A norma também exige retenção documental por cinco anos da documentação relativa ao estabelecimento da PRSAC e à implementação das ações. Esse requisito deve ser tratado como repositório vivo de evidências: versões da política, matrizes de análise, planos de ação, atas, relatórios, avaliações, comunicações e registros de publicação devem ser preservados de forma recuperável.

Pontos de atenção

O primeiro ponto de atenção é a diferença entre política formal e efetividade. A Resolução BCB nº 331/2023 não se satisfaz com a existência de uma PRSAC publicada. Ela exige ações, monitoramento contínuo, avaliação com critérios verificáveis, governança formal, auditoria interna e documentação retida.

O segundo ponto é a unificação da PRSAC. A política deve ser única para o conglomerado Tipo 3, mas considerar aspectos do conglomerado e de cada instituição individualmente. Isso pede cuidado para evitar tanto políticas fragmentadas quanto políticas genéricas que não capturem diferenças relevantes entre instituições integrantes.

O terceiro ponto é a governança do comitê. Para S2, a constituição do comitê é obrigatória. Para S3, S4 e S5, a constituição é facultativa, mas a definição das atribuições não deve ficar sem dono. A diretoria assume as atribuições quando não houver comitê próprio nem designação válida a outro comitê.

O quarto ponto é a divulgação pública.

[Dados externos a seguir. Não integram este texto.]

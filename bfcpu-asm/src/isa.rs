//! The nine-instruction bfCPU instruction set, plus the NOP filler used for unassigned ROM.

use std::fmt;

/// A 4-bit bfCPU opcode, as stored in one nibble-wide ROM cell.
#[derive(Clone, Copy, Debug, PartialEq, Eq, Hash)]
#[repr(u8)]
pub enum Opcode {
    PInc = 0x0,
    PDec = 0x1,
    Inc = 0x2,
    Dec = 0x3,
    Out = 0x4,
    In = 0x5,
    Begin = 0x6,
    End = 0x7,
    Reset = 0x8,

    /// Content of every ROM cell that no instruction was stamped into.
    Nop = 0xF,
}

impl Opcode {
    pub const ALL: [Opcode; 10] = [
        Opcode::PInc, Opcode::PDec, Opcode::Inc, Opcode::Dec, Opcode::Out,
        Opcode::In, Opcode::Begin, Opcode::End, Opcode::Reset, Opcode::Nop,
    ];

    /// Decodes a ROM cell. Only the low nibble is considered.
    pub fn from_nibble(cell: u8) -> Option<Opcode> {
        match cell & 0x0F {
            0x0 => Some(Opcode::PInc),
            0x1 => Some(Opcode::PDec),
            0x2 => Some(Opcode::Inc),
            0x3 => Some(Opcode::Dec),
            0x4 => Some(Opcode::Out),
            0x5 => Some(Opcode::In),
            0x6 => Some(Opcode::Begin),
            0x7 => Some(Opcode::End),
            0x8 => Some(Opcode::Reset),
            0xF => Some(Opcode::Nop),
            _ => None,
        }
    }

    pub fn nibble(self) -> u8 {
        self as u8
    }

    /// Maps a source character onto its opcode. NOP has no source form.
    pub fn from_source_char(c: char) -> Option<Opcode> {
        match c {
            '>' => Some(Opcode::PInc),
            '<' => Some(Opcode::PDec),
            '+' => Some(Opcode::Inc),
            '-' => Some(Opcode::Dec),
            '.' => Some(Opcode::Out),
            ',' => Some(Opcode::In),
            '[' => Some(Opcode::Begin),
            ']' => Some(Opcode::End),
            '!' => Some(Opcode::Reset),
            _ => None,
        }
    }

    /// Five-column mnemonic used in simulator traces.
    pub fn mnemonic(self) -> &'static str {
        match self {
            Opcode::PInc => "P++  ",
            Opcode::PDec => "P--  ",
            Opcode::Inc => "INC  ",
            Opcode::Dec => "DEC  ",
            Opcode::Out => "OUT  ",
            Opcode::In => "IN   ",
            Opcode::Begin => "BEGIN",
            Opcode::End => "END  ",
            Opcode::Reset => "RESET",
            Opcode::Nop => "NOP  ",
        }
    }
}

impl fmt::Display for Opcode {
    fn fmt(&self, f: &mut fmt::Formatter<'_>) -> fmt::Result {
        f.write_str(self.mnemonic().trim_end())
    }
}
use std::{
    io::{self, Read},
    sync::mpsc::{self, Receiver, RecvTimeoutError},
    thread,
    time::Duration,
};

use log::warn;

use crate::CancelToken;

use super::{Device, DeviceInput};

/// How often a blocked read wakes up to look at the cancel token.
const POLL_INTERVAL: Duration = Duration::from_millis(50);

/// Reads the process's standard input.
///
/// Reading happens on a worker thread which forwards bytes over a channel, so that a read
/// blocked waiting for the user can still be abandoned when the cancel token fires.
#[derive(Default)]
pub struct StdinDevice {
    rx: Option<Receiver<u8>>,
}

impl StdinDevice {
    pub fn new() -> Self {
        Self::default()
    }
}

impl Device for StdinDevice {
    fn read_byte(&mut self, cancel: &CancelToken) -> DeviceInput<u8> {
        let rx = self.rx.get_or_insert_with(spawn_stdin_worker);

        loop {
            if cancel.is_cancelled() {
                return DeviceInput::Cancelled;
            }
            match rx.recv_timeout(POLL_INTERVAL) {
                Ok(byte) => return DeviceInput::Ready(byte),
                Err(RecvTimeoutError::Timeout) => continue,
                Err(RecvTimeoutError::Disconnected) => return DeviceInput::Closed,
            }
        }
    }
}

fn spawn_stdin_worker() -> Receiver<u8> {
    let (tx, rx) = mpsc::channel();
    thread::spawn(move || {
        for byte in io::stdin().lock().bytes() {
            match byte {
                Ok(byte) => {
                    if tx.send(byte).is_err() {
                        break;
                    }
                }
                Err(err) => {
                    warn!("stdin read failed: {err}");
                    break;
                }
            }
        }
    });
    rx
}
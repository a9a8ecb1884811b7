use std::{
    fs::{self, File},
    io::{self, BufWriter},
    path::{Path, PathBuf},
};

use anyhow::{bail, Context, Result};
use bfcpu_asm::{emit, lexer, InstructionChain, OutputNames, ROM_SIZE_DEFAULT, ROM_SIZE_MAX};
use bfcpu_core_emulator::{
    device::StdinDevice,
    trace::{TraceConfig, TraceWriter},
    CancelToken, Core, IoMode, Peripherals, SimConfig, StopReason, RAM_SIZE_DEFAULT,
};
use clap::Parser;
use log::{debug, info};

const RAM_SIZE_MAX: usize = 1 << 24;

/// bfCPU assembler and simulator
#[derive(Parser, Debug)]
#[command(name = "bftool", author, version, about, long_about = None)]
struct Args {
    /// Source file to assemble, or Intel-hex object file to simulate
    input: PathBuf,

    /// Assemble the input (default)
    #[arg(short, long, conflicts_with = "sim")]
    asm: bool,

    /// Simulate the input
    #[arg(short, long)]
    sim: bool,

    /// ROM size in 4-bit cells
    #[arg(short = 'i', long = "rom", value_name = "CELLS", default_value_t = ROM_SIZE_DEFAULT, value_parser = parse_rom_size)]
    rom_size: usize,

    /// RAM size in bytes
    #[arg(short = 'd', long = "ram", value_name = "BYTES", default_value_t = RAM_SIZE_DEFAULT, value_parser = parse_ram_size)]
    ram_size: usize,

    /// Object file name (Intel hex) [default: <input>.hex]
    #[arg(short = 'o', long = "obj", value_name = "FILE")]
    object: Option<PathBuf>,

    /// Memory-initialisation file name [default: <input>.v]
    #[arg(short = 'v', long = "ver", value_name = "FILE")]
    memvalue: Option<PathBuf>,

    /// Listing file name [default: <input>.lis]
    #[arg(short = 'l', long = "lis", value_name = "FILE")]
    listing: Option<PathBuf>,

    /// Write the simulation trace to a log file [default: <input>.sim]
    #[arg(short = 'g', long = "log", value_name = "FILE", num_args = 0..=1, require_equals = true)]
    log: Option<Option<PathBuf>>,

    /// Print the simulation trace on stdout
    #[arg(short = 'b', long)]
    verbose: bool,

    /// Simulator I/O uses raw characters instead of hex numbers
    #[arg(short = 't', long)]
    ascii: bool,

    /// Stop the simulation after this many instructions
    #[arg(long, value_name = "N")]
    max_steps: Option<u64>,

    /// Stop the simulation when execution runs off the top of ROM
    #[arg(long)]
    halt_on_wrap: bool,
}

fn parse_size(value: &str, max: usize) -> Result<usize, String> {
    let size: usize = value.parse().map_err(|_| format!("`{value}` is not a number"))?;
    if size == 0 || size > max {
        return Err(format!("must be between 1 and {max}"));
    }
    Ok(size)
}

fn parse_rom_size(value: &str) -> Result<usize, String> {
    parse_size(value, ROM_SIZE_MAX)
}

fn parse_ram_size(value: &str) -> Result<usize, String> {
    parse_size(value, RAM_SIZE_MAX)
}

fn main() -> Result<()> {
    let env = env_logger::Env::default()
        .filter_or("BFCPU_LOG", "warn")
        .write_style_or("BFCPU_LOG_STYLE", "auto");
    env_logger::init_from_env(env);

    let args = Args::parse();
    debug!("{args:?}");

    if args.sim {
        simulate(&args)
    } else {
        assemble(&args)
    }
}

fn read_input(path: &Path) -> Result<String> {
    fs::read_to_string(path).with_context(|| format!("can't open {path:?}"))
}

fn assemble(args: &Args) -> Result<()> {
    let names = OutputNames::resolve(
        &args.input,
        args.object.clone(),
        args.memvalue.clone(),
        args.listing.clone(),
    )?;
    let source = read_input(&args.input)?;

    let chain = InstructionChain::from_tokens(lexer::tokenize(&source))?;
    let rom = emit::emit(&chain, &names, args.rom_size)?;

    info!("assembled {} instructions, highest address {:#06x}", chain.program_counter(), rom.addr_max);
    Ok(())
}

fn simulate(args: &Args) -> Result<()> {
    let log_path = match &args.log {
        Some(Some(path)) => Some(path.clone()),
        Some(None) => Some(args.input.with_extension("sim")),
        None => None,
    };
    if log_path.as_deref() == Some(args.input.as_path()) {
        bail!("file name conflict: log file and input are both {:?}", args.input);
    }

    let config = SimConfig {
        rom_size: args.rom_size,
        ram_size: args.ram_size,
        io_mode: if args.ascii { IoMode::Ascii } else { IoMode::Binary },
        step_limit: args.max_steps,
        halt_on_wrap: args.halt_on_wrap,
    };

    let object = read_input(&args.input)?;
    let mut core = Core::new(config);
    core.load_hex(&object).with_context(|| format!("can't load {:?}", args.input))?;

    let log = log_path
        .as_ref()
        .map(|path| File::create(path).map(BufWriter::new).with_context(|| format!("can't open {path:?}")))
        .transpose()?;
    let trace_config = TraceConfig { console_enabled: args.verbose, log_enabled: log.is_some() };
    let mut trace = TraceWriter::new(io::stdout(), log, trace_config);

    let cancel = CancelToken::new();
    let handler_token = cancel.clone();
    ctrlc::set_handler(move || handler_token.cancel()).context("can't install Ctrl-C handler")?;

    let mut device = StdinDevice::new();
    let summary = core.execute_until_stopped(&mut Peripherals {
        device: &mut device,
        trace: &mut trace,
        cancel: &cancel,
    })?;

    match summary.reason {
        StopReason::Cancelled => println!("\nAborted: MAXPTR=0x{0:04x}({0})", summary.max_pointer),
        reason => info!("stopped ({reason:?}): MAXPTR=0x{0:04x}({0})", summary.max_pointer),
    }
    Ok(())
}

A exigência de local único e de fácil identificação torna necessário controlar arquitetura do site, conteúdo mínimo, informações condicionadas à existência e atualização tempestiva. A ausência de uma lista publicada pode ser aceitável quando a informação não existir, mas a instituição deve conseguir demonstrar a razão e o inventário que suporta essa conclusão.

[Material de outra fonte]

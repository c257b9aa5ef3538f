use std::sync::mpsc::{Receiver, TryRecvError};
use std::time::{Duration, Instant};

use ratatui::style::Style;
use ratatui::widgets::ListState;
use tracing::info;
use tui_textarea::TextArea;

use super::fade::Fade;
use super::theme::Theme;
use crate::bridge::{HostBridge, HostEvent};
use crate::menu::{ContextMenu, MenuTimings};

const SEARCH_PLACEHOLDER: &str = "Search";

impl<'a, B: HostBridge> Drop for App<'a, B> {
	fn drop(&mut self) {
		self.menu.teardown();
	}
}

/// Terminal front end around a [`ContextMenu`].
pub struct App<'a, B: HostBridge> {
	pub menu: ContextMenu<B>,
	pub search_input: TextArea<'a>,
	pub list_state: ListState,
	pub theme: Theme,
	pub(crate) fade: Fade,
	seen_revision: u64,
	host_events: Option<Receiver<HostEvent>>,
}

impl<'a, B: HostBridge> App<'a, B> {
	pub fn new(bridge: B, timings: MenuTimings, fade: Duration) -> Self {
		let menu = ContextMenu::with_timings(bridge, timings);
		let seen_revision = menu.revision();
		Self {
			menu,
			search_input: new_search_input(),
			list_state: ListState::default(),
			theme: Theme::default(),
			fade: Fade::new(fade),
			seen_revision,
			host_events: None,
		}
	}

	pub fn set_theme(&mut self, theme: Theme) {
		self.theme = theme;
	}

	pub fn set_host_events(&mut self, events: Receiver<HostEvent>) {
		self.host_events = Some(events);
	}

	/// Advance everything time-driven: host events, deferred menu work, the
	/// search field and the fade.
	pub fn tick(&mut self, now: Instant) {
		self.pump_host_events(now);
		self.menu.pump(now);
		self.sync_with_menu();
		self.fade.update(self.menu.is_visible(), now);
	}

	pub(crate) fn pump_host_events(&mut self, now: Instant) {
		let Some(events) = &self.host_events else {
			return;
		};
		let mut disconnected = false;
		let mut received = Vec::new();
		loop {
			match events.try_recv() {
				Ok(event) => received.push(event),
				Err(TryRecvError::Empty) => break,
				Err(TryRecvError::Disconnected) => {
					disconnected = true;
					break;
				}
			}
		}
		for event in received {
			self.menu.handle_host_event(event, now);
		}
		if disconnected {
			info!("host event source closed");
			self.host_events = None;
		}
	}

	/// A newly applied menu starts with an empty search and the first option
	/// selected.
	fn sync_with_menu(&mut self) {
		if self.menu.revision() != self.seen_revision {
			self.seen_revision = self.menu.revision();
			self.search_input = new_search_input();
			self.list_state.select(Some(0));
		}
		let len = self.menu.visible_len();
		match self.list_state.selected() {
			_ if len == 0 => self.list_state.select(None),
			Some(selected) if selected >= len => self.list_state.select(Some(len - 1)),
			None => self.list_state.select(Some(0)),
			_ => {}
		}
	}

	pub fn search_text(&self) -> String {
		self.search_input.lines().concat()
	}

	pub fn selected_key(&self) -> Option<String> {
		let position = self.list_state.selected()?;
		self.menu
			.visible_option_at(position)
			.map(|(key, _)| key.to_string())
	}
}

pub(crate) fn new_search_input<'a>() -> TextArea<'a> {
	let mut input = TextArea::default();
	input.set_placeholder_text(SEARCH_PLACEHOLDER);
	input.set_cursor_line_style(Style::default());
	input
}

pub(crate) fn single_line_input<'a>(text: String) -> TextArea<'a> {
	let mut input = TextArea::new(vec![text]);
	input.set_placeholder_text(SEARCH_PLACEHOLDER);
	input.set_cursor_line_style(Style::default());
	input.move_cursor(tui_textarea::CursorMove::End);
	input
}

O quinto ponto é a alteração pontual da Resolução BCB nº 265/2022. O art. 14 foi tratado como alteração normativa, não como obrigação nova de PRSAC. A curadoria registrou o efeito em alteracoesRequisitos e no catálogo de textos alterados, preservando a regra de retrato-fonte e evitando importar indevidamente obrigações da norma alterada para este pacote.

Limitações e decisões de curadoria

A página oficial do BCB da Resolução BCB nº 331/2023 foi localizada, mas a leitura automática do texto completo foi limitada por dependência de JavaScript. Para preservar rastreabilidade, a curadoria usou o Voto 117/2023-BCB, documento oficial que contém a minuta integral aprovada, e conferiu os localizadores e a publicação em reprodução navegável do texto. A extração permanece fiel à redação original, sem consolidar a alteração posterior de 2024 que passou a tratar de “instituição classificada como Tipo 3”.

Dispositivos conceituais, como definições de natureza social, ambiental e climática e partes interessadas, foram mantidos como documentoPontos e absorvidos em requisitos materiais quando relevantes. O art. 1º e o art. 15 foram tratados como pontos de escopo e vigência, não como requisitos autônomos. O art. 14 foi registrado como alteração de requisito, não como requisito operacional próprio, por tratar de correção de referência na Resolução BCB nº 265/2022.